Sarcocystis Infection in Sheep from South-Western Norway

The occurrence of Sarcocystis infection and pathological changes were recorded in samples of the heart, diaphragm, and oesophagus from 198 healthy sheep representing 3 different age groups, obtained from an abattoir.

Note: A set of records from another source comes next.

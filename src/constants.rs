/// Metric name constants to ensure consistency across the codebase.
/// These are the only metric names the choropleth and ranking endpoints accept.

pub const METRIC_TOTAL: &str = "total";
pub const METRIC_TOTAL_IN_NATURA: &str = "total_in_natura";
pub const METRIC_TOTAL_MISTO: &str = "total_misto";
pub const METRIC_TOTAL_ULTRA: &str = "total_ultraprocessado";
pub const METRIC_RATIO_ULTRA: &str = "ratio_ultra_sobre_total";
pub const METRIC_DENS_TOTAL: &str = "densidade_total_por_10k";
pub const METRIC_DENS_IN_NATURA: &str = "densidade_in_natura_por_10k";
pub const METRIC_DENS_MISTO: &str = "densidade_misto_por_10k";
pub const METRIC_DENS_ULTRA: &str = "densidade_ultraprocessado_por_10k";

/// Fixed list of recognized metrics, in catalog order.
pub const METRICS: [&str; 9] = [
    METRIC_TOTAL,
    METRIC_TOTAL_IN_NATURA,
    METRIC_TOTAL_MISTO,
    METRIC_TOTAL_ULTRA,
    METRIC_RATIO_ULTRA,
    METRIC_DENS_TOTAL,
    METRIC_DENS_IN_NATURA,
    METRIC_DENS_MISTO,
    METRIC_DENS_ULTRA,
];

/// Density metrics get percentile ranks; count metrics do not.
pub const RANKED_METRICS: [&str; 4] = [
    METRIC_DENS_TOTAL,
    METRIC_DENS_IN_NATURA,
    METRIC_DENS_MISTO,
    METRIC_DENS_ULTRA,
];

/// Default choropleth layer requested by the map client.
pub const DEFAULT_CHOROPLETH_METRIC: &str = METRIC_TOTAL_ULTRA;

/// Area fallback (km²) for census rows without a Shape_Area field.
pub const FALLBACK_AREA_KM2: f64 = 1.0;

/// Returns true if `name` is one of the recognized metric names.
pub fn is_known_metric(name: &str) -> bool {
    METRICS.contains(&name)
}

The infection rate of S. gigantea (syn. S. tenella) was 18.2 %, and the distribution within groups was: ewes 30.0 %, yearlings 11.6 %, lambs nil. The infection rate of S. tenella (syn. S. ovicanis) was 65.1 %, and the corresponding distribution was: ewes 83.5 %, yearlings 74.4 %, and lambs 25.0 %. A third type of Sarcocystis sp. displaying thick wall was found in 3 samples. Focal interstitial infiltrates of mononuclear cells were demonstrated in 47.9 % of the hearts, in 19.6 % of the diaphragms and in 31.3 % of the oesophagi. The occurrence of Sarcocystis and the focal interstitial mononuclear cell infiltrates were positively correlated (P < 0.0001). Morphologically identical sporocysts typical of S. tenella were produced by dogs and foxes fed naturally infected sheep tissues. A cat fed S. gigantea macrocysts produced sporocysts characteristic for the species. Sarcocystis; pathology; life cycle; final hosts; sheep.